D.C. cheating issue calls test-driven incentives into question
April 21, 2013 | By Charles Taylor Kerchner | 15 Comments
The smoke surrounding allegations of test score cheating in the Washington, D.C., public schools burst into flame last week. In a 4,300-word blog post, titled Michelle Rhee’s Reign of Error, the veteran educational journalist John Merrow linked the former schools chancellor with documents that suggest that she knew about widespread cheating on standardized tests and looked the other way.
Merrow drew parallels between Washington and Atlanta, where former superintendent Beverly Hall and 34 others have been indicted. But the underlying question is whether school reform can successfully be driven by rewards and punishments tied to standardized tests.
First, the Watergate question: What did Rhee know and when did she know it? As U.S.A. Today reported, District of Columbia Public Schools officials have long maintained that a 2011 test-cheating scandal that generated two government probes was limited to one elementary school. Merrow, however, reported that a long-buried memo from an outside data consultant warned as far back as January 2009 that educator cheating on 2008 standardized tests could have been widespread, with 191 teachers in 70 schools “implicated in possible testing infractions.”
Consultant Fay G. Sanford noted substantial numbers of erasures on test forms where corrections were made from wrong answers to correct ones. (Erasers leave smudge marks that the machines doing the grading recognize along with the answers.) “It is common knowledge in the high-stakes testing community that one of the easiest ways for teachers to artificially inflate student test scores is to erase student wrong responses to multiple choice questions and recode them as correct,” Sanford wrote.

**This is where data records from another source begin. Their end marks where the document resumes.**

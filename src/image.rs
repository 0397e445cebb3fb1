use cgmath::num_traits::zero;

use crate::types::Float;

pub type RGB = cgmath::Vector3<Float>;

pub struct Image {
    pub width: usize,
    pub height: usize,
    pub bytes: Vec<RGB>,
}

impl Image {
    pub fn new(width: usize, height: usize) -> Self {
        Self { width, height, bytes: vec![zero(); width * height] }
    }
}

When asked, Rhee said that she didn’t recall getting a memo from Sanford, an assertion she repeated this week to the Los Angeles Times editorial board.
A day after the Merrow report was issued, another investigation was released citing “critical” violations of test security in 18 classrooms located in seven district schools and four charters. The test was given in more than 2,600 classrooms, and current D.C. schools chancellor Kaya Henderson said in a statement, “We are pleased that this is yet another investigation that confirms that there is no widespread cheating at DCPS.”

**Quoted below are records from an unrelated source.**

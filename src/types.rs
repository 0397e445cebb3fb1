use cgmath::Vector3;

pub type Float = f32;
pub type Vec3 = Vector3<Float>;
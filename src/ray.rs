use crate::types::{Float, Vec3};

#[derive(Debug)]
pub struct Ray {
    pub origin: Vec3,
    pub dir: Vec3,
}

impl Ray {
    pub fn position_at(&self, t: Float) -> Vec3 {
        self.origin + self.dir * t
    }
}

But Henderson is not quelling demands for a district-wide investigation. Randi Weingarten, president of the American Federation of Teachers, has called for an independent investigation, as has Washington Post writer Valerie Strauss, who said, “The memo does not offer conclusive evidence that cheating occurred, but it literally begs for a thorough probe to be conducted—this time by investigators with subpoena powers.”

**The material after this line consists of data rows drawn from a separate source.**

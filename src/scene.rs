use cgmath::{vec2, vec3, Vector2};

use crate::{bounds::Bounds, grid::DensityGrid, intersections::HitPolicy, parsed_scene, types::{Float, Vec3}};

#[derive(Debug, Clone)]
pub struct Sphere {
    pub center: Vec3,
    pub radius: Float,
    /// Medium policy: when set, any hit reports `inside = true` between the
    /// two roots, treating the whole interior as participating medium rather
    /// than a surface. The reference renderer behaves this way for spheres.
    pub medium: bool,
}

#[derive(Debug, Clone)]
pub enum Shape {
    Box(Bounds),
    Sphere(Sphere),
    /// A bounded density volume: box geometry plus a voxel grid.
    Volume(DensityGrid),
}

#[derive(Debug, Clone)]
pub struct Primitive {
    pub shape: Shape,
    /// Scatter color, used by the homogeneous shading path.
    pub color: Vec3,
    /// Scattering coefficient.
    pub sigma: Float,
}

impl Primitive {
    fn new(parsed: parsed_scene::Primitive) -> Self {
        let shape = match parsed.shape {
            parsed_scene::Shape::Box { min, max } => Shape::Box(Bounds::new(to_vec3(min), to_vec3(max))),
            parsed_scene::Shape::Sphere { center, radius, medium } => Shape::Sphere(Sphere {
                center: to_vec3(center),
                radius,
                medium: medium.unwrap_or(true),
            }),
            parsed_scene::Shape::Volume { min, max, dimension, density, .. } => {
                let bounds = Bounds::new(to_vec3(min), to_vec3(max));
                Shape::Volume(match density {
                    Some(data) => DensityGrid::new(bounds, dimension, data),
                    None => DensityGrid::noise(bounds, dimension, &mut rand::thread_rng()),
                })
            },
        };
        Self {
            shape,
            color: vec3_or(parsed.color, vec3(1.0, 1.0, 1.0)),
            sigma: parsed.sigma.unwrap_or(1.0),
        }
    }

    /// Medium density at a world-space position: grid sample for volumes,
    /// uniform 1.0 for everything else.
    pub fn density_at(&self, p: &Vec3) -> Float {
        match &self.shape {
            Shape::Volume(grid) => grid.lookup(p),
            _ => 1.0,
        }
    }
}

#[derive(Debug)]
pub struct CameraParams {
    pub position: Vec3,
    pub look_at: Vec3,
    pub up: Vec3,
    pub fov_x: Float,
}

impl CameraParams {
    fn new(camera: parsed_scene::Camera) -> Self {
        Self {
            position: vec3_or(camera.position, vec3(0.0, 0.0, 0.0)),
            look_at: vec3_or(camera.look_at, vec3(0.0, 0.0, -1.0)),
            up: vec3_or(camera.up, Vec3::unit_y()),
            fov_x: camera.fov_x.unwrap_or(std::f32::consts::FRAC_PI_2),
        }
    }
}

#[derive(Debug)]
pub struct Scene {
    pub primitives: Vec<Primitive>,
    pub bg_color: Vec3,
    pub light_dir: Vec3,
    pub light_color: Vec3,
    pub step_size: Float,
    pub absorption: Float,
    pub hit_policy: HitPolicy,
    /// Shade hits with the single-segment transmission path instead of ray
    /// marching.
    pub homogeneous: bool,
    pub samples: usize,
    pub camera: CameraParams,
    pub dimensions: Vector2<usize>,
}

impl Scene {
    pub fn new(parsed: parsed_scene::Scene) -> Self {
        Self {
            primitives: parsed.primitives.into_iter().map(Primitive::new).collect(),
            bg_color: vec3_or(parsed.bg_color, vec3(0.572, 0.772, 0.921)),
            light_dir: vec3_or(parsed.light_dir, vec3(-0.315798, 0.719361, 0.618702)),
            light_color: vec3_or(parsed.light_color, vec3(1.3, 0.3, 0.9)),
            step_size: parsed.step_size.filter(|s| *s > 0.0).unwrap_or(0.1),
            absorption: parsed.absorption.unwrap_or(0.0),
            hit_policy: match parsed.nearest_hit.unwrap_or(false) {
                true => HitPolicy::Nearest,
                false => HitPolicy::LastInOrder,
            },
            homogeneous: parsed.homogeneous.unwrap_or(false),
            samples: parsed.samples.unwrap_or(1),
            dimensions: parsed.dimensions.map(|d| vec2(d[0], d[1])).unwrap_or(vec2(512, 512)),
            camera: CameraParams::new(parsed.camera),
        }
    }
}

fn to_vec3(v: [Float; 3]) -> Vec3 {
    vec3(v[0], v[1], v[2])
}

fn vec3_or(v: Option<[Float; 3]>, default: Vec3) -> Vec3 {
    v.map(to_vec3).unwrap_or(default)
}

#[cfg(test)]
pub fn test_scene(primitives: Vec<Primitive>) -> Scene {
    let mut scene = Scene::new(parsed_scene::Scene::empty());
    scene.primitives = primitives;
    scene
}

#[cfg(test)]
mod test {
    use cgmath::{vec2, vec3};

    use crate::parsed_scene;

    use super::{Scene, Shape};

    #[test]
    fn defaults_match_the_reference() {
        let scene = Scene::new(parsed_scene::Scene::empty());
        assert_eq!(scene.bg_color, vec3(0.572, 0.772, 0.921));
        assert_eq!(scene.light_color, vec3(1.3, 0.3, 0.9));
        assert_eq!(scene.step_size, 0.1);
        assert_eq!(scene.absorption, 0.0);
        assert_eq!(scene.dimensions, vec2(512, 512));
        assert!(scene.primitives.is_empty());
    }

    #[test]
    fn non_positive_step_size_falls_back_to_default() {
        let parsed: parsed_scene::Scene =
            serde_json::from_str(r#"{ "step_size": 0.0 }"#).unwrap();
        assert_eq!(Scene::new(parsed).step_size, 0.1);

        let parsed: parsed_scene::Scene =
            serde_json::from_str(r#"{ "step_size": -0.5 }"#).unwrap();
        assert_eq!(Scene::new(parsed).step_size, 0.1);
    }

    #[test]
    fn volume_without_cache_gets_noise_densities() {
        let parsed: parsed_scene::Scene = serde_json::from_str(
            r#"{ "primitives": [
                { "type": "volume", "min": [-3,-3,-3], "max": [3,3,3], "dimension": 4 }
            ] }"#,
        )
        .unwrap();
        let scene = Scene::new(parsed);
        let Shape::Volume(grid) = &scene.primitives[0].shape else {
            panic!("expected a volume");
        };
        assert_eq!(grid.dimension, 4);
        let d = grid.lookup(&vec3(0.0, 0.0, 0.0));
        assert!((0.0..1.0).contains(&d));
    }
}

Meanwhile, an in-depth evaluation of D.C. schools by a National Research Council panel continues. The study is chaired by two Californians: Carl Cohn, a professor at Claremont Graduate University and member of the State Board of Education, and Lorraine McDonnell, a professor of political science at U.C. Santa Barbara. Their work is not confined to test tampering, but considers the overall effect of governance and management changes.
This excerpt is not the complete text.